3.3. Model Regression

In this study, to avoid complicated structures of deep neural networks, we just employ the least-square-based method since we focus on finding more suitable features for illuminant estimation rather than aiming for high performance. The precision of model regression is sacrificed somewhat, but the speed and robustness of illuminant estimation can be attained substantially.

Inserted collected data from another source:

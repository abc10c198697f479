use std::{
    cell::RefCell,
    rc::{Rc, Weak},
};

use super::{
    DOMException, NodeType,
    character_data::{CDATASectionRef, CommentRef, TextRef},
    check_no_modification_allowed_err,
    document_type::DocumentTypeRef,
    element::ElementRef,
    node::{Node, NodeConnection, NodeRef, check_insertion, detach},
    pi::ProcessingInstructionRef,
    validate_name, validate_qualified_name,
};

/// Implementation of [Document](https://www.w3.org/TR/2004/REC-DOM-Level-3-Core-20040407/DOM3-Core.html#core-i-Document)
/// interface on [1.4 Fundamental Interfaces: Core Module](https://www.w3.org/TR/2004/REC-DOM-Level-3-Core-20040407/DOM3-Core.html#core-ID-BBACDC08)
pub struct Document {
    children: Vec<NodeRef>,
    /// Implementation of `xmlVersion` attribute.
    xml_version: Option<Rc<str>>,
    /// Implementation of `xmlEncoding` attribute.
    xml_encoding: Option<Rc<str>>,
    /// Implementation of `xmlStandalone` attribute.
    xml_standalone: Option<bool>,
    /// If `true`, every node owned by this document refuses modifications.
    read_only: bool,
}

/// Wrapper of `Rc<RefCell<Document>>`.
#[derive(Clone)]
pub struct DocumentRef(Rc<RefCell<Document>>);

impl DocumentRef {
    /// Create an empty document.
    pub fn new() -> Self {
        Self(Rc::new(RefCell::new(Document {
            children: vec![],
            xml_version: None,
            xml_encoding: None,
            xml_standalone: None,
            read_only: false,
        })))
    }

    /// Implementation of [`createElement`](https://www.w3.org/TR/2004/REC-DOM-Level-3-Core-20040407/DOM3-Core.html#core-ID-2141741547) method.
    ///
    /// # Specification
    /// ```text
    /// Return Value
    ///     Element A new Element object with the nodeName attribute set to tagName,
    ///             and localName, prefix, and namespaceURI set to null.
    ///
    /// Exceptions
    ///     INVALID_CHARACTER_ERR: Raised if the specified name is not an XML name.
    /// ```
    pub fn create_element(&self, tag_name: impl Into<Rc<str>>) -> Result<ElementRef, DOMException> {
        let tag_name: Rc<str> = tag_name.into();
        validate_name(&tag_name)?;
        Ok(ElementRef::from_doc(
            self,
            tag_name.clone(),
            None,
            None,
            tag_name,
        ))
    }

    /// Implementation of [`createElementNS`](https://www.w3.org/TR/2004/REC-DOM-Level-3-Core-20040407/DOM3-Core.html#core-ID-DocCrElNS) method.
    ///
    /// # Specification
    /// ```text
    /// Exceptions
    ///     INVALID_CHARACTER_ERR: Raised if the specified qualifiedName is not an XML name.
    ///     NAMESPACE_ERR:         Raised if the qualifiedName is a malformed qualified name,
    ///                            if the qualifiedName has a prefix and the namespaceURI is null,
    ///                            or if the qualifiedName has a prefix that is "xml" and the
    ///                            namespaceURI is different from
    ///                            "http://www.w3.org/XML/1998/namespace".
    /// ```
    pub fn create_element_ns(
        &self,
        namespace_uri: Option<&str>,
        qualified_name: &str,
    ) -> Result<ElementRef, DOMException> {
        let (prefix, local_name) = validate_qualified_name(namespace_uri, qualified_name)?;
        Ok(ElementRef::from_doc(
            self,
            qualified_name.into(),
            namespace_uri.filter(|uri| !uri.is_empty()).map(Rc::from),
            prefix.map(Rc::from),
            local_name.into(),
        ))
    }

    /// Implementation of [`createTextNode`](https://www.w3.org/TR/2004/REC-DOM-Level-3-Core-20040407/DOM3-Core.html#core-ID-1975348127) method.
    pub fn create_text_node(&self, data: impl Into<String>) -> TextRef {
        TextRef::from_doc(self, data.into())
    }

    /// Implementation of [`createComment`](https://www.w3.org/TR/2004/REC-DOM-Level-3-Core-20040407/DOM3-Core.html#core-ID-1334481328) method.
    pub fn create_comment(&self, data: impl Into<String>) -> CommentRef {
        CommentRef::from_doc(self, data.into())
    }

    /// Implementation of [`createCDATASection`](https://www.w3.org/TR/2004/REC-DOM-Level-3-Core-20040407/DOM3-Core.html#core-ID-D26C0AF8) method.
    ///
    /// `data` may contain `]]>`.
    pub fn create_cdata_section(&self, data: impl Into<String>) -> CDATASectionRef {
        CDATASectionRef::from_doc(self, data.into())
    }

    /// Implementation of [`createProcessingInstruction`](https://www.w3.org/TR/2004/REC-DOM-Level-3-Core-20040407/DOM3-Core.html#core-ID-135944439) method.
    ///
    /// # Specification
    /// ```text
    /// Exceptions
    ///     INVALID_CHARACTER_ERR: Raised if the specified target is not
    ///                            an XML name according to the XML version in use
    /// ```
    pub fn create_processing_instruction(
        &self,
        target: impl Into<Rc<str>>,
        data: Option<&str>,
    ) -> Result<ProcessingInstructionRef, DOMException> {
        let target: Rc<str> = target.into();
        // [17] PITarget ::= Name - (('X' | 'x') ('M' | 'm') ('L' | 'l'))
        if target.eq_ignore_ascii_case("xml") {
            return Err(DOMException::InvalidCharacterErr);
        }
        validate_name(&target)?;
        Ok(ProcessingInstructionRef::from_doc(
            self,
            target,
            data.map(Rc::from),
        ))
    }

    /// Implementation of [`createDocumentType`](https://www.w3.org/TR/2004/REC-DOM-Level-3-Core-20040407/DOM3-Core.html#core-Level-2-Core-DOM-createDocType) method.
    ///
    /// The returned node is not attached. Append it before the document element.
    pub fn create_document_type(
        &self,
        name: impl Into<Rc<str>>,
        public_id: Option<&str>,
        system_id: Option<&str>,
    ) -> Result<DocumentTypeRef, DOMException> {
        let name: Rc<str> = name.into();
        validate_name(&name)?;
        Ok(DocumentTypeRef::from_doc(
            self,
            name,
            public_id.map(Rc::from),
            system_id.map(Rc::from),
        ))
    }

    /// Implementation of `documentElement` attribute.
    pub fn document_element(&self) -> Option<ElementRef> {
        self.0
            .borrow()
            .children
            .iter()
            .find_map(|child| child.as_element())
    }

    /// Implementation of `doctype` attribute.
    pub fn doctype(&self) -> Option<DocumentTypeRef> {
        self.0
            .borrow()
            .children
            .iter()
            .find_map(|child| child.as_document_type())
    }

    /// Implementation of `xmlVersion` attribute.
    pub fn xml_version(&self) -> Option<Rc<str>> {
        self.0.borrow().xml_version.clone()
    }

    pub fn set_xml_version(&mut self, version: Option<&str>) {
        self.0.borrow_mut().xml_version = version.map(Rc::from);
    }

    /// Implementation of `xmlEncoding` attribute.
    ///
    /// This is the encoding declared in the parsed input, not the output encoding.
    pub fn xml_encoding(&self) -> Option<Rc<str>> {
        self.0.borrow().xml_encoding.clone()
    }

    pub fn set_xml_encoding(&mut self, encoding: Option<&str>) {
        self.0.borrow_mut().xml_encoding = encoding.map(Rc::from);
    }

    /// Implementation of `xmlStandalone` attribute.
    ///
    /// `None` means the declaration did not specify it.
    pub fn xml_standalone(&self) -> Option<bool> {
        self.0.borrow().xml_standalone
    }

    pub fn set_xml_standalone(&mut self, standalone: Option<bool>) {
        self.0.borrow_mut().xml_standalone = standalone;
    }

    /// Check if this document refuses modifications.
    pub fn is_read_only(&self) -> bool {
        self.0.borrow().read_only
    }

    /// Make every node owned by this document read-only, or writable again.
    pub fn set_read_only(&mut self, read_only: bool) {
        self.0.borrow_mut().read_only = read_only;
    }

    /// Generate [`DocumentWeakRef`] from `self`.
    pub fn downgrade(&self) -> DocumentWeakRef {
        DocumentWeakRef(Rc::downgrade(&self.0))
    }
}

impl Default for DocumentRef {
    fn default() -> Self {
        Self::new()
    }
}

impl Node for DocumentRef {
    fn node_name(&self) -> Rc<str> {
        "#document".into()
    }

    fn node_type(&self) -> NodeType {
        NodeType::Document
    }

    fn child_nodes(&self) -> Vec<NodeRef> {
        self.0.borrow().children.clone()
    }

    fn child_count(&self) -> usize {
        self.0.borrow().children.len()
    }

    fn text_content(&self) -> Option<String> {
        None
    }

    fn is_read_only(&self) -> bool {
        DocumentRef::is_read_only(self)
    }

    fn is_same_node(&self, other: &NodeRef) -> bool {
        matches!(other, NodeRef::Document(other) if Rc::ptr_eq(&self.0, &other.0))
    }

    /// Insert `new_child` into the document.
    ///
    /// In addition to the common checks, a document accepts
    /// at most one element and at most one document type.
    fn insert_before(
        &mut self,
        new_child: NodeRef,
        ref_child: Option<NodeRef>,
    ) -> Result<NodeRef, DOMException> {
        if ref_child
            .as_ref()
            .is_some_and(|ref_child| new_child.is_same_node(ref_child))
        {
            return Ok(new_child);
        }
        let this = NodeRef::Document(self.clone());
        let children = self.child_nodes();
        check_insertion(&this, &children, &new_child, ref_child.as_ref())?;
        let duplicated = match new_child.node_type() {
            NodeType::Element => self.document_element().map(NodeRef::Element),
            NodeType::DocumentType => self.doctype().map(NodeRef::DocumentType),
            _ => None,
        };
        if duplicated.is_some_and(|old| !old.is_same_node(&new_child)) {
            return Err(DOMException::HierarchyRequestErr);
        }

        detach(&new_child)?;
        let index = check_insertion(&this, &self.child_nodes(), &new_child, ref_child.as_ref())?;
        self.0.borrow_mut().children.insert(index, new_child.clone());
        let mut child = new_child.clone();
        child.set_parent_node(Some(this));
        Ok(new_child)
    }

    fn remove_child(&mut self, mut old_child: NodeRef) -> Result<NodeRef, DOMException> {
        check_no_modification_allowed_err(&*self)?;
        let removed = {
            let mut doc = self.0.borrow_mut();
            let pos = doc
                .children
                .iter()
                .position(|child| child.is_same_node(&old_child))
                .ok_or(DOMException::NotFoundErr)?;
            doc.children.remove(pos)
        };
        old_child.set_parent_node(None);
        Ok(removed)
    }
}

impl NodeConnection for DocumentRef {
    fn set_parent_node(&mut self, _: Option<NodeRef>) -> Option<NodeRef> {
        None
    }
}

/// Wrapper of `Weak<RefCell<Document>>`.
#[derive(Clone)]
pub struct DocumentWeakRef(Weak<RefCell<Document>>);

impl DocumentWeakRef {
    /// Generate [`DocumentRef`] from `self`.
    /// Success conditions are the same as for [`std::rc::Weak::upgrade`].
    pub fn upgrade(&self) -> Option<DocumentRef> {
        self.0.upgrade().map(DocumentRef)
    }
}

We construct the regression relationship directly from image features to illuminant ground truths as follows:

$$\mathcal{F}M=\mathcal{L},$$

(19)

where $\mathcal{L}={\left[\begin{array}{cccc}{e}_1\hfill & e_2\hfill & \cdots \hfill & e_N\hfill \end{array}\right]}^T$ is the vector of illumination ground truths of the training samples, M is the regression model matrix, and $\mathcal{F}$ is the feature matrix of all sampling images. In general, we obtain the solution of Equation (19) as $M={\mathcal{F}}^{-1}\mathcal{L}$, where ${\mathcal{F}}^{-1}$ is the Moore-Penrose inversion of the feature matrix $\mathcal{F}$. But some elements in the resulting M might be negative, which may deteriorate the robustness of the model. To address this problem, we seek the solution to minimize $\parallel M\parallel$ with each element in M no less than zero. Therefore, we can train a regression model to minimize the $L_2$-norm loss between the reconstructed and ground truth illumination by solving the non-negative least square problem:

$$\underset{M}{min}{\parallel \mathcal{F}M-\mathcal{L}\parallel }_2^2,$$

(20)

Therefore, for all partitions of the training set from KFCM, we can get a series of models and construct a model set as follows:

$$M_s=\left\{\begin{array}{cccc}{M}_1\hfill & M_2\hfill & \cdots \hfill & M_K\hfill \end{array}\right\},$$

(21)

where K is the number of the obtained multiple models for the training dataset.

3.4. Fuzzy Weighting

For a test image $I_{in}$, the final output of the illuminant estimation is synthesized by fuzzy weighting the outputs of all models, which is given as:

$$\widehat{\ell }=\sum _{i=1}^K\left({\mathcal{F}}_{I_{in}}{M}_i\right)w_i,$$

(22)

where $w_i$ is the weight of the i-th model $M_i$, and ${\mathcal{F}}_{I_{in}}$ denotes the extracted features of the test image $I_{in}$. For an image sample in the training set, $w_i$ is known (it is the membership of degrees for this sample); while for a new test image not included in the training dataset, $w_i$ is needed to be computed by determining what degree the test sample belongs to each cluster obtained via KFCM. That is to say, all possibilities that an image falls into each cluster should be acquired by calculation. To this end, we define a variable $d_{f,i}={\parallel f-{\nu }_i\parallel }^2$ as the squared Euclidean distance between the test image’s feature vector f and the cluster centroid ${\nu }_i$, $(i=1,2,\cdots ,K)$. Then a radial basis function is constructed to represent the probability for the test image belonging to the cluster i:

$$w_i=\frac{e^{-d_{f,i}/\phantom{-d_{f,i}2{\sigma }_f^2}2{\sigma }_f^2}}{{\displaystyle \sum _{l=1}^K}{e}^{-d_{f,l}/\phantom{-d_{f,l}2{\sigma }_f^2}2{\sigma }_f^2}},i=1,2,\cdots ,K,$$

(23)

where ${\sigma }_f$ denotes the radial fall-off factor. In this way the weights are obtained, and the illuminant color of the test image can be predicted by Equation (22).

4. Experimental Results

4.1. Experimental Set-Up

Dataset. The proposed framework should be verified on a mass of image examples that have a wide scale of color distributions and diverse illuminant characteristics. In this study, the two datasets (Gehler-Shi [51] and Cube+ [15,52]) are employed as the training and testing datasets. Both datasets are suitable for the evaluation of illumination estimation algorithms due to they include typical real-world images with varieties of illumination. In each image of the Gehler-Shi dataset, there is a color-checker board added into the lower right corner for calculating the ground truth illumination, while in the Cube+ dataset, a SpyderCube color target is used in each scene for the same purpose. These color-checker boards and color targets are masked when the images are utilized in the procedures of our experiments. The proposed method performs the standard 3-fold cross-validation for the training and testing procedures, which is commonly used in existing learning-based illuminant estimation literature.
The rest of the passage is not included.